Data records -
# # # # #
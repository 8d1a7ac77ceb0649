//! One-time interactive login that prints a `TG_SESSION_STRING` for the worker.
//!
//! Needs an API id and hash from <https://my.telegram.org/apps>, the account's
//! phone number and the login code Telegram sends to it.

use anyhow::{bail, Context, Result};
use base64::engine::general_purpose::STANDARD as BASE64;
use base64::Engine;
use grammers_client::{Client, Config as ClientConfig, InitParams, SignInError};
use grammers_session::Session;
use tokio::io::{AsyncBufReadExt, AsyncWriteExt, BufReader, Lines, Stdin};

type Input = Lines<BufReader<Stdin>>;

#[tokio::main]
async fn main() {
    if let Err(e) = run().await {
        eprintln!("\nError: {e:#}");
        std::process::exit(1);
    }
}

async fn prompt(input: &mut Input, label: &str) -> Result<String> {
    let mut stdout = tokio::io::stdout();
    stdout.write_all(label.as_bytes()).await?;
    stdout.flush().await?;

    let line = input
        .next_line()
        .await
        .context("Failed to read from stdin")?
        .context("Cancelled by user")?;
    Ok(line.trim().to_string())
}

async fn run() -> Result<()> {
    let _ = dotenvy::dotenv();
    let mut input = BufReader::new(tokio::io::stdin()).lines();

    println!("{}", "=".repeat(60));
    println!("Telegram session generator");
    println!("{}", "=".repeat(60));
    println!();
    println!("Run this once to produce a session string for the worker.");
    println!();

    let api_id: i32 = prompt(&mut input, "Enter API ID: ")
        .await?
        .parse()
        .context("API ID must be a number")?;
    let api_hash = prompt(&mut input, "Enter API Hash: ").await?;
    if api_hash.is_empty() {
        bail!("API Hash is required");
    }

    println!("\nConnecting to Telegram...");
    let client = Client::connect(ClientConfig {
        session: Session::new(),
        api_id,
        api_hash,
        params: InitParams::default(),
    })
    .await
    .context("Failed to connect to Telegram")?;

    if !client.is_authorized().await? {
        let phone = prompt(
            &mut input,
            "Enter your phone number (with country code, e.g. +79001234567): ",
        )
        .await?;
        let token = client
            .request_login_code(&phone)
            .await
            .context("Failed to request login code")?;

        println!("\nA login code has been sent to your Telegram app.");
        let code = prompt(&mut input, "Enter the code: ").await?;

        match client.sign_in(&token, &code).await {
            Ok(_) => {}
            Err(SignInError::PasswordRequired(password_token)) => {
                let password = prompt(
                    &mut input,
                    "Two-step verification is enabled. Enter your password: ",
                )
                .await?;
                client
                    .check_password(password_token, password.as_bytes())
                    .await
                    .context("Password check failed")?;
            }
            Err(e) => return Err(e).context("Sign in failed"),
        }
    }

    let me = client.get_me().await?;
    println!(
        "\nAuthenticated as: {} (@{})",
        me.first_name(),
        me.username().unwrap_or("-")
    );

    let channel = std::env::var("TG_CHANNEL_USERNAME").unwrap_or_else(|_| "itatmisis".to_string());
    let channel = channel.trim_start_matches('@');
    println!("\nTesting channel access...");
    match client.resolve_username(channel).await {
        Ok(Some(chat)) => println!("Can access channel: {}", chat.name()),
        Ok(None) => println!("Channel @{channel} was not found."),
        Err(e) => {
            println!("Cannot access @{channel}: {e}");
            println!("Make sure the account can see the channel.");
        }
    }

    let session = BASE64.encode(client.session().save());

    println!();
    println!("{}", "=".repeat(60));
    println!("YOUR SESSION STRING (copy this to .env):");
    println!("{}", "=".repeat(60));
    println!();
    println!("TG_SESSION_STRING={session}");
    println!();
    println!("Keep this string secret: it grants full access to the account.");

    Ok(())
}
# # # # #
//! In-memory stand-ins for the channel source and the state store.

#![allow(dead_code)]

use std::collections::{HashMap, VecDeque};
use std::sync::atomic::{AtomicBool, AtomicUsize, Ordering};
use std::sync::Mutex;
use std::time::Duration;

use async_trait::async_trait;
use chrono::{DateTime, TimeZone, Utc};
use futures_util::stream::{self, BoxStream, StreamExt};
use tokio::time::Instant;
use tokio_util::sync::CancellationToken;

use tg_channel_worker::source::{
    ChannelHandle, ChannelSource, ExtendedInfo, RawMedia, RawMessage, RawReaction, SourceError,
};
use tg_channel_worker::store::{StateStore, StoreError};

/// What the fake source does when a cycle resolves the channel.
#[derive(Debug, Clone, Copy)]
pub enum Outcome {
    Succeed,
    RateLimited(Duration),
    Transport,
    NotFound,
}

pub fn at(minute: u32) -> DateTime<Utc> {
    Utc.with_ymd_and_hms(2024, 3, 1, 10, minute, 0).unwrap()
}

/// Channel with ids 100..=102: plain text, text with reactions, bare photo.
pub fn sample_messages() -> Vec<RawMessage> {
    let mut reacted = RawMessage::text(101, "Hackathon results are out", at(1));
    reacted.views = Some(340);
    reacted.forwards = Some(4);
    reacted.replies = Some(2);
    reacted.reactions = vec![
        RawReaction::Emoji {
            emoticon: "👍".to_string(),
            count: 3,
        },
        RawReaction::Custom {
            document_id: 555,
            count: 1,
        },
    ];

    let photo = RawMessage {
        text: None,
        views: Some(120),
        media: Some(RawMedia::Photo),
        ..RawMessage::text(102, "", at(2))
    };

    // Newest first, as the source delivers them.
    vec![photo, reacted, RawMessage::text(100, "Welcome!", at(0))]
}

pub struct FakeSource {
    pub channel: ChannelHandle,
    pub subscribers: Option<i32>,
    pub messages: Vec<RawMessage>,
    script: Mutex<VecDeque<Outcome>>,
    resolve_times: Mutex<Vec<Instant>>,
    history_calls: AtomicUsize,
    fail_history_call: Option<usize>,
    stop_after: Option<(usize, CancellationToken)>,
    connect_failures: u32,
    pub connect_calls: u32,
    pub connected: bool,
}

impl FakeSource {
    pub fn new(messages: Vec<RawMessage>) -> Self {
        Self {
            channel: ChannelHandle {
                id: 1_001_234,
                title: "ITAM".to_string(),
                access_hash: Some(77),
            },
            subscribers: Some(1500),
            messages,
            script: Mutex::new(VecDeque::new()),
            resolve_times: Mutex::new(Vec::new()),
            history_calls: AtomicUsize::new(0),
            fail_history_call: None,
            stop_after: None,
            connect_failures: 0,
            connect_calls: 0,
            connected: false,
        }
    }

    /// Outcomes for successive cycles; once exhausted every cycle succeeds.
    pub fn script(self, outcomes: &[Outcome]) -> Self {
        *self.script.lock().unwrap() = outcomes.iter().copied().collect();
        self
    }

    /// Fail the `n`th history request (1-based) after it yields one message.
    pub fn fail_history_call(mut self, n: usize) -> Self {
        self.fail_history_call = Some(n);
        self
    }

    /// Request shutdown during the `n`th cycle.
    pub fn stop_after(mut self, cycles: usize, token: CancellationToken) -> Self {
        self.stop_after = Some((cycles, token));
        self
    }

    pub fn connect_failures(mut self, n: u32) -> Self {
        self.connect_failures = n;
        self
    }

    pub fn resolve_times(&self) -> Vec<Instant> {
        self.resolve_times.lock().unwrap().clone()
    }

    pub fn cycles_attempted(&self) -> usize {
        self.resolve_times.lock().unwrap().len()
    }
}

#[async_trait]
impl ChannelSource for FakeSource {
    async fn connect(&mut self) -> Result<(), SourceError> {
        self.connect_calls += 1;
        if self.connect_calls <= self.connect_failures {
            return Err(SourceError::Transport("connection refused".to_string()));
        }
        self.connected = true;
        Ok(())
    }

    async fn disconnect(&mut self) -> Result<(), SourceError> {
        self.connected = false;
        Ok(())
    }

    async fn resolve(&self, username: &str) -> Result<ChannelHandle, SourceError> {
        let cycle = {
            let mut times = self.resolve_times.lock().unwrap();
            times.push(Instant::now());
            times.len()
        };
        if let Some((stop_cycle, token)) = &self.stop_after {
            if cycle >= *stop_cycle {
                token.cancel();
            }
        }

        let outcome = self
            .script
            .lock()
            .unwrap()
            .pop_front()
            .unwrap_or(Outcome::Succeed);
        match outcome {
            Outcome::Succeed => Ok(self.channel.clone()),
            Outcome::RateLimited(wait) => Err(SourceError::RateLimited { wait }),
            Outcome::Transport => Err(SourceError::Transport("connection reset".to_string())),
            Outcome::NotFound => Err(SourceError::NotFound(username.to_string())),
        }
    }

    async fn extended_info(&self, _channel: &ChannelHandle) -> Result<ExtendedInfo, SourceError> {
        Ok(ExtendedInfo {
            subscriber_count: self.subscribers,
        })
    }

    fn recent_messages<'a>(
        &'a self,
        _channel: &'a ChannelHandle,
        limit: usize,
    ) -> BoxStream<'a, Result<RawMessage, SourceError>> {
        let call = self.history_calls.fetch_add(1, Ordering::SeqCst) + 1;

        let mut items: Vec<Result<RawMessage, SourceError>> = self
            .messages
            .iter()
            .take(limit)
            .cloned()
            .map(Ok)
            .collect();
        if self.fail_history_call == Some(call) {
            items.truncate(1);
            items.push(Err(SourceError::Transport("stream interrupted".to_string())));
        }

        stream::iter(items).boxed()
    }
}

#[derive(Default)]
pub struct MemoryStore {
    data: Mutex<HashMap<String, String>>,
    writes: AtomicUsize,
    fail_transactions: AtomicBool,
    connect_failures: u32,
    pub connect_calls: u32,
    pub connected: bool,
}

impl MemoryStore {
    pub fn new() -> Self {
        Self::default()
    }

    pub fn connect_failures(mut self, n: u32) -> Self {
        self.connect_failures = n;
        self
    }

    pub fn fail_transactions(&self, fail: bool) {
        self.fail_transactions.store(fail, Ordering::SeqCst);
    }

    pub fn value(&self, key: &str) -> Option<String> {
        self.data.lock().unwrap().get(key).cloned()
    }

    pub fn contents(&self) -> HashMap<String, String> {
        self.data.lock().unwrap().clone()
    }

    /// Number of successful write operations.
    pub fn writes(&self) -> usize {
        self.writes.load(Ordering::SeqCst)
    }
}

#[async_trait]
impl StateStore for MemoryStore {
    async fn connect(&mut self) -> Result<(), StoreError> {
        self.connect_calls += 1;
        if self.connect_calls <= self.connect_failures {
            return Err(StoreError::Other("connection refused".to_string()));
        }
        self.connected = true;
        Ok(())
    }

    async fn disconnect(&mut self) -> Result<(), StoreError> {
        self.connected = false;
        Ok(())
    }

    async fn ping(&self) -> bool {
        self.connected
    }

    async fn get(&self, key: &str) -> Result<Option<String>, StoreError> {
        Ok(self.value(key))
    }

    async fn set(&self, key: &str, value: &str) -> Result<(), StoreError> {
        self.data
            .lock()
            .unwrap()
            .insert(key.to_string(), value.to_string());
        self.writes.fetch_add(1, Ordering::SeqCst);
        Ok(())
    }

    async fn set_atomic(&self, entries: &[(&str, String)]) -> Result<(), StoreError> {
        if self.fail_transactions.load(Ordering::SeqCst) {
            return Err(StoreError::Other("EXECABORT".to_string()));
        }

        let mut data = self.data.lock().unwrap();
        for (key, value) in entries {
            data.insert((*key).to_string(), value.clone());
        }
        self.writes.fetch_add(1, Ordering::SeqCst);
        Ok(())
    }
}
# # # # #
Exercise goal -
Every line of the entries above that includes "FakeSource" should be copied.

Solution for this exercise -
pub struct FakeSource {
impl FakeSource {
impl ChannelSource for FakeSource {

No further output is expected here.